The Government launched its review of the UK corporate governance framework today with the publication of a consultation document titled
A Long-Term Focus for Corporate Britain: see
here (
pdf) or
here (
Word, .doc). The document provides a succinct overview of the issues and contains questions regarding the board of directors, shareholders and their role in equity markets, directors' remuneration and takeovers. Here are the questions:
- Do UK boards have a long-term focus – if not, why not?
- Does the legal framework sufficiently allow the boards of listed companies to access full and up-to-date information on the beneficial ownership of company shares?
- What are the implications of the changing nature of UK share ownership for corporate governance and equity markets?
- What are the most effective forms of engagement?
- Is there sufficient dialogue within investment firms between managers with different functions (i.e. corporate governance and investment teams)?
- How important is voting as a form of engagement? What are the benefits and costs of institutional shareholders and fund managers disclosing publically how they have voted?

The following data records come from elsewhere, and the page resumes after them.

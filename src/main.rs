// src/main.rs

use clap::Parser;
use deespec::cli::Cli;

fn main() {
    tracing_subscriber::fmt()
        .with_env_filter(
            tracing_subscriber::EnvFilter::try_from_default_env()
                .unwrap_or_else(|_| tracing_subscriber::EnvFilter::new("info")),
        )
        .init();

    let cli = Cli::parse();
    let exit_code = deespec::cli::run(cli);
    std::process::exit(exit_code);
}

- Is short-termism in equity markets a problem and, if so, how should it be addressed?
- What action, if any, should be taken to encourage a long-term focus in UK equity investment decisions? What are the benefits and costs of possible actions to encourage longer holding periods?
- Are there agency problems in the investment chain and, if so, how should they be addressed?
- What would be the benefits and costs of more transparency in the role of fund managers, their mandates and their pay?
- What are the main reasons for the increase in directors‟ remuneration? Are these appropriate?
- What would be the effect of widening the membership of the remuneration committee on directors‟ remuneration?
- Are shareholders effective in holding companies to account over pay? Are there further areas of pay, e.g. golden parachutes, it would be beneficial to subject to shareholder approval?
- What would be the impact of greater transparency of directors' pay in respect of: [a] linkage between pay and meeting corporate objectives, [b] performance criteria for annual bonus schemes and [c] relationship between directors' pay and employees' pay?
- Do boards understand the long-term implications of takeovers, and communicate the long-term implications of bids effectively?
- Should the shareholders of an acquiring company in all cases be invited to vote on takeover bids, and what would be the benefits and costs of this?
- Do you have any further comments on issues related to this consultation?
Will the review result in revolutionary change in the UK model of corporate governance and the preference for market-based solutions? This appears most unlikely, not least because Dr Cable observes in the introduction to the paper that:
The best solutions are those which are owned and driven by market participants, investors and companies. We need clear, consistent rules which work with the grain of the market".